A steganography python script for encrypting/hiding a zipfile within a image file. Uses bcrypt for the password key deriviation function and PyNaCl for the secret-key cryptography.
To hide and encrypt a zipfile:
python hide.py -i batman.gif -a zip_archive.zip
You'll be asked for a password and then you're done. If it blows up, it didn't work.
To unhide and decrypt a zipfile:
python hide.py -u batman.gif -d
Optional -d
flag decompresses the archive to same dir as the image file.
I didn't attempt to invent my own cryptography, so Hide is built using the excellent and cryptographically sound bcrypt and PyNaCl libraries. Don't roll your own crypto.
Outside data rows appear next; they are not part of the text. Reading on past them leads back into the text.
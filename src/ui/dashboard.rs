use chrono::NaiveDate;
use eframe::egui::{self, RichText, ScrollArea, Ui};
use egui_extras::{Column, TableBuilder};

use crate::data::model::OrderTable;
use crate::state::AppState;
use crate::ui::charts;

// ---------------------------------------------------------------------------
// Central panel – KPI tiles, chart grid, raw-data table
// ---------------------------------------------------------------------------

/// Render the central dashboard.
pub fn central_panel(ui: &mut Ui, state: &AppState) {
    let Some(table) = &state.table else {
        ui.centered_and_justified(|ui: &mut Ui| {
            ui.heading("Open a CSV to explore orders  (File → Open…)");
        });
        return;
    };

    ScrollArea::vertical()
        .auto_shrink([false, false])
        .show(ui, |ui: &mut Ui| {
            kpi_row(ui, state);

            section_header(ui, "Sales Performance");
            ui.columns(2, |cols: &mut [Ui]| {
                cols[0].label(RichText::new("Top 5 Customers by Sales").strong());
                charts::grouped_bar_chart(
                    &mut cols[0],
                    "top_customers",
                    &state.summary.top_customers,
                    "Sales ($)",
                    charts::SALES_BLUE,
                );
                cols[1].label(RichText::new("Segment-wise Sales Share").strong());
                charts::share_bar_chart(
                    &mut cols[1],
                    "segment_share",
                    &state.summary.segment_share,
                    state.segment_colors.as_ref(),
                );
            });

            section_header(ui, "Trend & Profitability");
            ui.columns(2, |cols: &mut [Ui]| {
                cols[0].label(RichText::new("Monthly Sales & Profit Trend").strong());
                charts::monthly_trend_chart(&mut cols[0], &state.summary.monthly);
                cols[1].label(RichText::new("Profit vs Sales by Category").strong());
                charts::scatter_chart(
                    &mut cols[1],
                    &state.summary.scatter,
                    state.category_colors.as_ref(),
                );
            });

            section_header(ui, "Regional & Categorical Performance");
            ui.columns(2, |cols: &mut [Ui]| {
                cols[0].label(RichText::new("Sales by Region").strong());
                charts::grouped_bar_chart(
                    &mut cols[0],
                    "region_sales",
                    &state.summary.region_sales,
                    "Total Sales ($)",
                    charts::SALES_BLUE,
                );
                cols[1].label(RichText::new("Sales by Category").strong());
                charts::grouped_bar_chart(
                    &mut cols[1],
                    "category_sales",
                    &state.summary.category_sales,
                    "Total Sales ($)",
                    charts::SALES_BLUE,
                );
            });

            section_header(ui, "Detailed Profitability");
            ui.label(RichText::new("Top 10 Profitable Sub-Categories").strong());
            charts::grouped_bar_chart(
                ui,
                "subcategory_profit",
                &state.summary.subcategory_profit,
                "Total Profit ($)",
                charts::PROFIT_GREEN,
            );

            ui.add_space(8.0);
            raw_data_table(ui, state, table);
        });
}

fn section_header(ui: &mut Ui, title: &str) {
    ui.add_space(12.0);
    ui.heading(title);
    ui.separator();
}

// ---------------------------------------------------------------------------
// KPI tiles
// ---------------------------------------------------------------------------

fn kpi_row(ui: &mut Ui, state: &AppState) {
    let k = &state.summary.kpis;
    ui.columns(3, |cols: &mut [Ui]| {
        kpi_tile(
            &mut cols[0],
            "Total Sales",
            &format!("${}", format_currency(k.total_sales)),
        );
        kpi_tile(
            &mut cols[1],
            "Total Profit",
            &format!("${}", format_currency(k.total_profit)),
        );
        kpi_tile(&mut cols[2], "Total Orders", &k.distinct_orders.to_string());
    });
}

fn kpi_tile(ui: &mut Ui, title: &str, value: &str) {
    egui::Frame::group(ui.style()).show(ui, |ui: &mut Ui| {
        ui.vertical_centered(|ui: &mut Ui| {
            ui.label(title);
            ui.heading(RichText::new(value).strong());
        });
    });
}

/// `1234567.891` → `"1,234,567.89"`.
fn format_currency(amount: f64) -> String {
    let negative = amount < 0.0;
    let cents = (amount.abs() * 100.0).round() as u64;
    let (whole, frac) = (cents / 100, cents % 100);

    let digits = whole.to_string();
    let mut grouped = String::new();
    for (i, ch) in digits.chars().enumerate() {
        if i > 0 && (digits.len() - i) % 3 == 0 {
            grouped.push(',');
        }
        grouped.push(ch);
    }

    format!("{}{grouped}.{frac:02}", if negative { "-" } else { "" })
}

// ---------------------------------------------------------------------------
// Raw-data table
// ---------------------------------------------------------------------------

const TABLE_COLUMNS: [&str; 10] = [
    "Order ID",
    "Order Date",
    "Ship Date",
    "Region",
    "Segment",
    "Category",
    "Sub-Category",
    "Customer",
    "Sales",
    "Profit",
];

fn raw_data_table(ui: &mut Ui, state: &AppState, table: &OrderTable) {
    egui::CollapsingHeader::new(RichText::new("Raw data").strong())
        .default_open(false)
        .show(ui, |ui: &mut Ui| {
            TableBuilder::new(ui)
                .striped(true)
                .max_scroll_height(320.0)
                .columns(Column::auto().resizable(true), TABLE_COLUMNS.len())
                .header(20.0, |mut header| {
                    for title in TABLE_COLUMNS {
                        header.col(|ui: &mut Ui| {
                            ui.strong(title);
                        });
                    }
                })
                .body(|body| {
                    body.rows(18.0, state.visible_indices.len(), |mut row| {
                        let rec = &table.records[state.visible_indices[row.index()]];
                        row.col(|ui: &mut Ui| {
                            ui.label(&rec.order_id);
                        });
                        row.col(|ui: &mut Ui| {
                            ui.label(date_label(rec.order_date));
                        });
                        row.col(|ui: &mut Ui| {
                            ui.label(date_label(rec.ship_date));
                        });
                        row.col(|ui: &mut Ui| {
                            ui.label(&rec.region);
                        });
                        row.col(|ui: &mut Ui| {
                            ui.label(&rec.segment);
                        });
                        row.col(|ui: &mut Ui| {
                            ui.label(&rec.category);
                        });
                        row.col(|ui: &mut Ui| {
                            ui.label(&rec.sub_category);
                        });
                        row.col(|ui: &mut Ui| {
                            ui.label(&rec.customer_name);
                        });
                        row.col(|ui: &mut Ui| {
                            ui.label(format!("{:.2}", rec.sales));
                        });
                        row.col(|ui: &mut Ui| {
                            ui.label(format!("{:.2}", rec.profit));
                        });
                    });
                });
        });
}

fn date_label(date: Option<NaiveDate>) -> String {
    date.map(|d| d.to_string()).unwrap_or_else(|| "–".to_owned())
}
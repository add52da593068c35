use std::collections::BTreeSet;

use super::model::{OrderRecord, OrderTable};

// ---------------------------------------------------------------------------
// Filter selection: which values are allowed per dimension
// ---------------------------------------------------------------------------

/// One of the three filterable dimensions.
#[derive(Debug, Clone, Copy, PartialEq, Eq)]
pub enum Dimension {
    Region,
    Category,
    SubCategory,
}

impl Dimension {
    pub const ALL: [Dimension; 3] = [Dimension::Region, Dimension::Category, Dimension::SubCategory];

    pub fn label(self) -> &'static str {
        match self {
            Dimension::Region => "Region",
            Dimension::Category => "Category",
            Dimension::SubCategory => "Sub-Category",
        }
    }
}

/// The user's per-dimension selections.
///
/// An empty set for a dimension means "exclude everything", not "no
/// filter"; the default selection is every observed value.
#[derive(Debug, Clone, Default, PartialEq, Eq)]
pub struct FilterSelection {
    pub regions: BTreeSet<String>,
    pub categories: BTreeSet<String>,
    pub sub_categories: BTreeSet<String>,
}

impl FilterSelection {
    /// Select every value observed in the table (the default state).
    pub fn all_observed(table: &OrderTable) -> Self {
        Self {
            regions: table.regions.clone(),
            categories: table.categories.clone(),
            sub_categories: table.sub_categories.clone(),
        }
    }

    pub fn selected(&self, dim: Dimension) -> &BTreeSet<String> {
        match dim {
            Dimension::Region => &self.regions,
            Dimension::Category => &self.categories,
            Dimension::SubCategory => &self.sub_categories,
        }
    }

    pub fn selected_mut(&mut self, dim: Dimension) -> &mut BTreeSet<String> {
        match dim {
            Dimension::Region => &mut self.regions,
            Dimension::Category => &mut self.categories,
            Dimension::SubCategory => &mut self.sub_categories,
        }
    }

    /// Whether a record passes all three dimension filters. Pure
    /// conjunction: membership in every selected set is required.
    pub fn retains(&self, rec: &OrderRecord) -> bool {
        self.regions.contains(&rec.region)
            && self.categories.contains(&rec.category)
            && self.sub_categories.contains(&rec.sub_category)
    }
}

/// The table's distinct values for one dimension.
pub fn observed(table: &OrderTable, dim: Dimension) -> &BTreeSet<String> {
    match dim {
        Dimension::Region => &table.regions,
        Dimension::Category => &table.categories,
        Dimension::SubCategory => &table.sub_categories,
    }
}

/// Indices of records passing the current selection, in original order.
pub fn filtered_indices(table: &OrderTable, selection: &FilterSelection) -> Vec<usize> {
    table
        .records
        .iter()
        .enumerate()
        .filter(|(_, rec)| selection.retains(rec))
        .map(|(i, _)| i)
        .collect()
}

// ---------------------------------------------------------------------------
// Tests
// ---------------------------------------------------------------------------
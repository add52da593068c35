use std::collections::{BTreeMap, BTreeSet};

use eframe::egui::Color32;
use palette::{Hsl, IntoColor, Srgb};

// ---------------------------------------------------------------------------
// Color palette generator
// ---------------------------------------------------------------------------

/// Generates `n` visually distinct colours using evenly spaced hues.
pub fn generate_palette(n: usize) -> Vec<Color32> {
    if n == 0 {
        return Vec::new();
    }
    (0..n)
        .map(|i| {
            let hue = (i as f32 / n as f32) * 360.0;
            let hsl = Hsl::new(hue, 0.65, 0.5);
            let rgb: Srgb = hsl.into_color();
            Color32::from_rgb(
                (rgb.red * 255.0) as u8,
                (rgb.green * 255.0) as u8,
                (rgb.blue * 255.0) as u8,
            )
        })
        .collect()
}

// ---------------------------------------------------------------------------
// Color mapping: categorical value → Color32
// ---------------------------------------------------------------------------

/// Stable colour assignment for a categorical dimension's distinct values.
#[derive(Debug, Clone)]
pub struct ValueColors {
    mapping: BTreeMap<String, Color32>,
    default_color: Color32,
}

impl ValueColors {
    /// Assign one hue per value, in sorted value order.
    pub fn new(values: &BTreeSet<String>) -> Self {
        let palette = generate_palette(values.len());
        let mapping: BTreeMap<String, Color32> =
            values.iter().cloned().zip(palette).collect();

        ValueColors {
            mapping,
            default_color: Color32::GRAY,
        }
    }

    /// Look up the colour for a value.
    pub fn color_for(&self, value: &str) -> Color32 {
        self.mapping
            .get(value)
            .copied()
            .unwrap_or(self.default_color)
    }
}
/// Parse raw CSV bytes into a cleaned table. Deterministic and idempotent
/// for identical input bytes.
///
/// Cleaning rules:
/// * headers are normalized so `"Order ID"`, `"order_id"` and `"OrderID"`
///   all resolve to the same column; columns outside the known schema
///   (including encoding-artifact columns) are ignored
/// * `OrderDate` / `ShipDate` that fail to parse become unknown (`None`)
/// * a record is dropped when sales, profit, or any of region, segment,
///   category, sub-category, customer name is missing or unparseable
pub fn load_bytes(bytes: &[u8]) -> Result<(OrderTable, LoadReport), LoadError> {
    let text = decode_bytes(bytes);
    let mut reader = csv::ReaderBuilder::new()
        .flexible(true)
        .from_reader(text.as_bytes());

    let headers = reader.headers()?.clone();
    if headers.is_empty() {
        return Err(LoadError::EmptyInput);
    }
    let columns = Columns::resolve(&headers)?;

    let mut records = Vec::new();
    let mut report = LoadReport::default();

    for row in reader.records() {
        report.rows_read += 1;
        let row = match row {
            Ok(r) => r,
            Err(e) => {
                log::warn!("skipping unreadable row {}: {e}", report.rows_read);
                report.rows_unreadable += 1;
                continue;
            }
        };
        match clean_row(&row, &columns) {
            Some(rec) => {
                records.push(rec);
                report.rows_kept += 1;
            }
            None => report.rows_dropped += 1,
        }
    }

    if report.total_excluded() > 0 {
        log::warn!(
            "dropped {} of {} rows during cleaning",
            report.total_excluded(),
            report.rows_read
        );
    }

    Ok((OrderTable::from_records(records), report))
}

// ---------------------------------------------------------------------------
// Decoding and header normalization
// ---------------------------------------------------------------------------

/// Decode raw bytes as UTF-8 when valid, otherwise Windows-1252 (a superset
/// of the ISO-8859-1 used by the legacy exports).
fn decode_bytes(bytes: &[u8]) -> Cow<'_, str> {
    match std::str::from_utf8(bytes) {
        Ok(s) => Cow::Borrowed(s),
        Err(_) => {
            let (text, _, _) = WINDOWS_1252.decode(bytes);
            Cow::Owned(text.into_owned())
        }
    }
}

/// Collapse a raw header to its canonical key: trim, lowercase, and strip
/// everything that is not ASCII alphanumeric. `"Order ID"`, `"order_id"`
/// and `"OrderID"` all collapse to `orderid`; mojibake artifact columns
/// collapse to an unknown (often empty) key and are ignored.
fn normalize_header(raw: &str) -> String {
    raw.trim()
        .chars()
        .filter(|c| c.is_ascii_alphanumeric())
        .map(|c| c.to_ascii_lowercase())
        .collect()
}

/// Source column indices for the known schema, resolved once per load.
struct Columns {
    order_id: usize,
    order_date: usize,
    ship_date: usize,
    region: usize,
    segment: usize,
    category: usize,
    sub_category: usize,
    customer_name: usize,
    sales: usize,
    profit: usize,
}

impl Columns {
    fn resolve(headers: &csv::StringRecord) -> Result<Self, LoadError> {
        let find = |name: &'static str| -> Result<usize, LoadError> {
            headers
                .iter()
                .position(|h| normalize_header(h) == name)
                .ok_or(LoadError::MissingColumn(name))
        };
        Ok(Columns {
            order_id: find("orderid")?,
            order_date: find("orderdate")?,
            ship_date: find("shipdate")?,
            region: find("region")?,
            segment: find("segment")?,
            category: find("category")?,
            sub_category: find("subcategory")?,
            customer_name: find("customername")?,
            sales: find("sales")?,
            profit: find("profit")?,
        })
    }
}

// ---------------------------------------------------------------------------
// Field coercion
// ---------------------------------------------------------------------------

/// Formats tried in order; month-first wins for ambiguous numeric dates.
const DATE_FORMATS: &[&str] = &["%Y-%m-%d", "%m/%d/%Y", "%d/%m/%Y", "%d-%m-%Y"];

fn parse_date(raw: &str) -> Option<NaiveDate> {
    let raw = raw.trim();
    if raw.is_empty() {
        return None;
    }
    DATE_FORMATS
        .iter()
        .find_map(|fmt| NaiveDate::parse_from_str(raw, fmt).ok())
}

/// Parse a currency amount, tolerating `$` and thousands separators.
fn parse_money(raw: &str) -> Option<f64> {
    let raw = raw.trim();
    if raw.is_empty() {
        return None;
    }
    let cleaned: String = raw.chars().filter(|c| *c != ',' && *c != '$').collect();
    cleaned.parse::<f64>().ok()
}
The actual steganography part of this script is rudimentary, so although the crypto is secure, the hidden archive file is easily detectable by someone with decent CS knowledge. That means they can't open the file, but they might know it exists.
Tests pass python -m unittest tests.test_hide
Requires bcrypt and PyNaCl, which you can pip
install.
Uses the MIT license
- Find a better way to write the data to the image. I think doing bytecounts and using those as a flag at the end of the file would be a more robust way to do it, but I'm not 100% certain. Something like
image.write(encrypted_file + salt + len(encrypted_file) + len(salt))
, but then I don't know how many bytes to count when decrypting it. - Maybe add the zip compression directly into the script?
- Make the filepaths more flexible
- Make a copy of the original image rather than editing in place?
- Add it to PyPI